=== WORKING DATA ===

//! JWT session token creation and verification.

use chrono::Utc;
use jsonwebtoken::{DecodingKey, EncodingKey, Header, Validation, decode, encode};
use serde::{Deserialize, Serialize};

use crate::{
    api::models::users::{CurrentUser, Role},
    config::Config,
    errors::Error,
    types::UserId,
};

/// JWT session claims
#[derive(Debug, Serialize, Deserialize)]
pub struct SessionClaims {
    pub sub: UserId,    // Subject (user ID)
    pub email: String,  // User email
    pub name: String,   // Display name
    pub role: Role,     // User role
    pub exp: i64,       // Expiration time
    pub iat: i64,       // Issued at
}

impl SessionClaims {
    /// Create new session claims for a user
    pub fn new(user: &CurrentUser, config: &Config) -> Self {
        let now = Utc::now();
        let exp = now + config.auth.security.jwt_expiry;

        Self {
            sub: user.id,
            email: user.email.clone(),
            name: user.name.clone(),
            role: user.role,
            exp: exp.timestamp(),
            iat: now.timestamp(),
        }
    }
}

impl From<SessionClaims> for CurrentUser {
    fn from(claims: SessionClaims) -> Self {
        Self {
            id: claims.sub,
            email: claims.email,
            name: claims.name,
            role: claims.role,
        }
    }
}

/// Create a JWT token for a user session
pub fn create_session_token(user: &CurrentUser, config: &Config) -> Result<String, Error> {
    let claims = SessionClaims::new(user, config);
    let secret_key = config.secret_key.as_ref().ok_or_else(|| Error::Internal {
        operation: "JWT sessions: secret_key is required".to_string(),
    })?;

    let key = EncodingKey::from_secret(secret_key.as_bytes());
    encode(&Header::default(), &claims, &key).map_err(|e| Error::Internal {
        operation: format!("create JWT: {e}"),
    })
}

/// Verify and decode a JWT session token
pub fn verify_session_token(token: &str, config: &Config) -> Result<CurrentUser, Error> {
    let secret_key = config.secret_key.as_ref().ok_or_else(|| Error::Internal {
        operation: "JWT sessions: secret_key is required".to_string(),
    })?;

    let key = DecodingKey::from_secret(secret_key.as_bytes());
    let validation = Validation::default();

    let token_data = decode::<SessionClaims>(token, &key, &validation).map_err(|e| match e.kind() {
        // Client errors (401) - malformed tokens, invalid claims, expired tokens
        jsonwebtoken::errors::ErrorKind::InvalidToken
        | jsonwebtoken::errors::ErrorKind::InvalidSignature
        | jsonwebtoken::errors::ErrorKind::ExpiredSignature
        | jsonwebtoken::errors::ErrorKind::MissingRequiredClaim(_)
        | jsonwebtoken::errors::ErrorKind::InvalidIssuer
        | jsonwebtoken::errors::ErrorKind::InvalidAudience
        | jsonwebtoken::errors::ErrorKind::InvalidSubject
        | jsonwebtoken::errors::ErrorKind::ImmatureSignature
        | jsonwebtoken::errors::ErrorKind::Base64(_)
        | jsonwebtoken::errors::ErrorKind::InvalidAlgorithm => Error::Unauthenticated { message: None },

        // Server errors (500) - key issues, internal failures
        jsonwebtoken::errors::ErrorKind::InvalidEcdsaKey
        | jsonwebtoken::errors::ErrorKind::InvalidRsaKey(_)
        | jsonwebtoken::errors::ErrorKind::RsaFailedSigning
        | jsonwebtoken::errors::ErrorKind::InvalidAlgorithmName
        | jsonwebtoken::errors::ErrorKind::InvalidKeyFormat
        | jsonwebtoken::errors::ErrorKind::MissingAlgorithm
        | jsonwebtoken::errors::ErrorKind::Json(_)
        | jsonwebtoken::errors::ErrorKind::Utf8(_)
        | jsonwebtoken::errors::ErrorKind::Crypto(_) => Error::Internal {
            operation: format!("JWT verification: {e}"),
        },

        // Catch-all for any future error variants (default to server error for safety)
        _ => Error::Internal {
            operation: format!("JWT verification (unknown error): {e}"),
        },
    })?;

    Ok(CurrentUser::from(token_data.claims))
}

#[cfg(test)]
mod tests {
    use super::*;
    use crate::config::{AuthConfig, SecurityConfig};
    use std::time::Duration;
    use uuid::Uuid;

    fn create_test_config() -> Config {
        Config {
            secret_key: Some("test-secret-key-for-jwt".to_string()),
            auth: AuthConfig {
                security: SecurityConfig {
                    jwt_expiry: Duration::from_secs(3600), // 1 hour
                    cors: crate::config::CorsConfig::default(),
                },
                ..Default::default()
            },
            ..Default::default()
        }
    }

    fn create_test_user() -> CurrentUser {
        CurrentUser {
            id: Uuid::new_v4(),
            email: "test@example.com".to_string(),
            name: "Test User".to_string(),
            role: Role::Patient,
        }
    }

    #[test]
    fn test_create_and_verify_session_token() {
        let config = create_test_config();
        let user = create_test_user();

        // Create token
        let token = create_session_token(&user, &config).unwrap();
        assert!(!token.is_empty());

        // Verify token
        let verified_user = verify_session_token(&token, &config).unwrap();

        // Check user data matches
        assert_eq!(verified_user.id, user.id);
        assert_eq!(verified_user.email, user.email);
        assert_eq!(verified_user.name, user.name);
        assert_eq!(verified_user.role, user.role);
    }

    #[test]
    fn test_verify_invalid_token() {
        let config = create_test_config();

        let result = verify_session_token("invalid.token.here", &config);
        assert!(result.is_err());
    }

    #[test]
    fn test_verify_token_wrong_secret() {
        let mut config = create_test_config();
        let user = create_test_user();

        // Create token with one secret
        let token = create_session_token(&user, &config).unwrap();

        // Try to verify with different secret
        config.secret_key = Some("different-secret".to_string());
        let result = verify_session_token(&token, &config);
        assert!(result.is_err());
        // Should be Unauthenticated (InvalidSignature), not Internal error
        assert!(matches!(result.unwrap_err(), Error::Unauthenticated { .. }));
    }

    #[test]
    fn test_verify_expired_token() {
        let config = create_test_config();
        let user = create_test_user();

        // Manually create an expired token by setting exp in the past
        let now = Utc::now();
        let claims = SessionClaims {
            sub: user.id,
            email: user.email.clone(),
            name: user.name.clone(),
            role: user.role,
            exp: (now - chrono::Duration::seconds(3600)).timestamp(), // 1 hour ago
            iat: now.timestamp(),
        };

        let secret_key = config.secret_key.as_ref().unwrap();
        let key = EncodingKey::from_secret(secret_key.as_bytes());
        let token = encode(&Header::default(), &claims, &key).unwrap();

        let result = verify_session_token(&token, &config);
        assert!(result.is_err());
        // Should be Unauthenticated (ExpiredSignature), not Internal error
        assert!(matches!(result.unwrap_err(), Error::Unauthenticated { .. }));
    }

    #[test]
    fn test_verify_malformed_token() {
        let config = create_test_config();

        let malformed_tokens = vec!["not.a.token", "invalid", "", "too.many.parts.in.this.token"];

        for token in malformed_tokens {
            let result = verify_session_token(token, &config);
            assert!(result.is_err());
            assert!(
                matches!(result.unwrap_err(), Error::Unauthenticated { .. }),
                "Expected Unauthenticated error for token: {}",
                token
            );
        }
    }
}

===

- **WHAT YOU NEED TO DO**: Pick out the lines above that hold the string "with" and show them.

- **SOLUTION BELOW**:
        // Create token with one secret
        // Try to verify with different secret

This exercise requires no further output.